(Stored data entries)
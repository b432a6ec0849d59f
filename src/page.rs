/// DataGrid Pager
///
/// Slices the ordered, filtered record set into 1-based pages and exposes
/// the navigation state the presentation layer renders ("showing X-Y of Z",
/// page count). Out-of-range pages yield an empty slice, never an error.

use serde::{Deserialize, Serialize};

/// Returns the 1-based page as a contiguous slice, clipped to the array
/// bounds. A page past the end yields an empty slice; a page size of zero
/// always yields an empty slice.
///
/// # Examples
///
/// ```
/// use datagrid::page::page_slice;
///
/// let items = [1, 2, 3];
/// assert_eq!(page_slice(&items, 1, 2), &[1, 2]);
/// assert_eq!(page_slice(&items, 2, 2), &[3]);
/// assert!(page_slice(&items, 3, 2).is_empty());
/// ```
pub fn page_slice<T>(items: &[T], page: usize, page_size: usize) -> &[T] {
    let start = page.saturating_sub(1).saturating_mul(page_size).min(items.len());
    let end = start.saturating_add(page_size).min(items.len());
    &items[start..end]
}

/// Navigation state for one rendered page.
#[derive(Debug, Clone, Copy, PartialEq, Eq, Serialize, Deserialize)]
pub struct PageInfo {
    /// Record count after filtering, before paging.
    pub total: usize,
    /// Current 1-based page.
    pub page: usize,
    /// Records per page.
    pub page_size: usize,
}

impl PageInfo {
    pub fn new(total: usize, page: usize, page_size: usize) -> Self {
        PageInfo {
            total,
            page,
            page_size,
        }
    }

    /// Number of pages needed for the filtered set. An empty set still
    /// renders one (empty) page.
    pub fn page_count(&self) -> usize {
        if self.page_size == 0 || self.total == 0 {
            return 1;
        }
        (self.total + self.page_size - 1) / self.page_size
    }

    /// 1-based index of the first record on the current page, or 0 when the
    /// page is empty.
    pub fn start(&self) -> usize {
        let offset = self.page.saturating_sub(1).saturating_mul(self.page_size);
        if offset >= self.total {
            0
        } else {
            offset + 1
        }
    }

    /// 1-based index of the last record on the current page, or 0 when the
    /// page is empty.
    pub fn end(&self) -> usize {
        let offset = self.page.saturating_sub(1).saturating_mul(self.page_size);
        if offset >= self.total {
            0
        } else {
            (offset + self.page_size).min(self.total)
        }
    }

    /// True when the current page is past the last record.
    pub fn out_of_range(&self) -> bool {
        self.total > 0 && self.start() == 0
    }
}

_WORK INSTRUCTIONS_
Quote every entry exactly.

_SOLVED EXERCISE_
repository b432a6ec0849d59f
filename src/page.rs
/// DataGrid Pager
///
/// Slices the ordered, filtered record set into 1-based pages and exposes
/// the navigation state the presentation layer renders ("showing X-Y of Z",
/// page count). Out-of-range pages yield an empty slice, never an error.

use serde::{Deserialize, Serialize};

/// Returns the 1-based page as a contiguous slice, clipped to the array
/// bounds. A page past the end yields an empty slice; a page size of zero
/// always yields an empty slice.
///
/// # Examples
///
/// ```
/// use datagrid::page::page_slice;
///
/// let items = [1, 2, 3];
/// assert_eq!(page_slice(&items, 1, 2), &[1, 2]);
/// assert_eq!(page_slice(&items, 2, 2), &[3]);
/// assert!(page_slice(&items, 3, 2).is_empty());
/// ```
pub fn page_slice<T>(items: &[T], page: usize, page_size: usize) -> &[T] {
    let start = page.saturating_sub(1).saturating_mul(page_size).min(items.len());
    let end = start.saturating_add(page_size).min(items.len());
    &items[start..end]
}

/// Navigation state for one rendered page.
#[derive(Debug, Clone, Copy, PartialEq, Eq, Serialize, Deserialize)]
pub struct PageInfo {
    /// Record count after filtering, before paging.
    pub total: usize,
    /// Current 1-based page.
    pub page: usize,
    /// Records per page.
    pub page_size: usize,
}

impl PageInfo {
    pub fn new(total: usize, page: usize, page_size: usize) -> Self {
        PageInfo {
            total,
            page,
            page_size,
        }
    }

    /// Number of pages needed for the filtered set. An empty set still
    /// renders one (empty) page.
    pub fn page_count(&self) -> usize {
        if self.page_size == 0 || self.total == 0 {
            return 1;
        }
        (self.total + self.page_size - 1) / self.page_size
    }

    /// 1-based index of the first record on the current page, or 0 when the
    /// page is empty.
    pub fn start(&self) -> usize {
        let offset = self.page.saturating_sub(1).saturating_mul(self.page_size);
        if offset >= self.total {
            0
        } else {
            offset + 1
        }
    }

    /// 1-based index of the last record on the current page, or 0 when the
    /// page is empty.
    pub fn end(&self) -> usize {
        let offset = self.page.saturating_sub(1).saturating_mul(self.page_size);
        if offset >= self.total {
            0
        } else {
            (offset + self.page_size).min(self.total)
        }
    }

    /// True when the current page is past the last record.
    pub fn out_of_range(&self) -> bool {
        self.total > 0 && self.start() == 0
    }
}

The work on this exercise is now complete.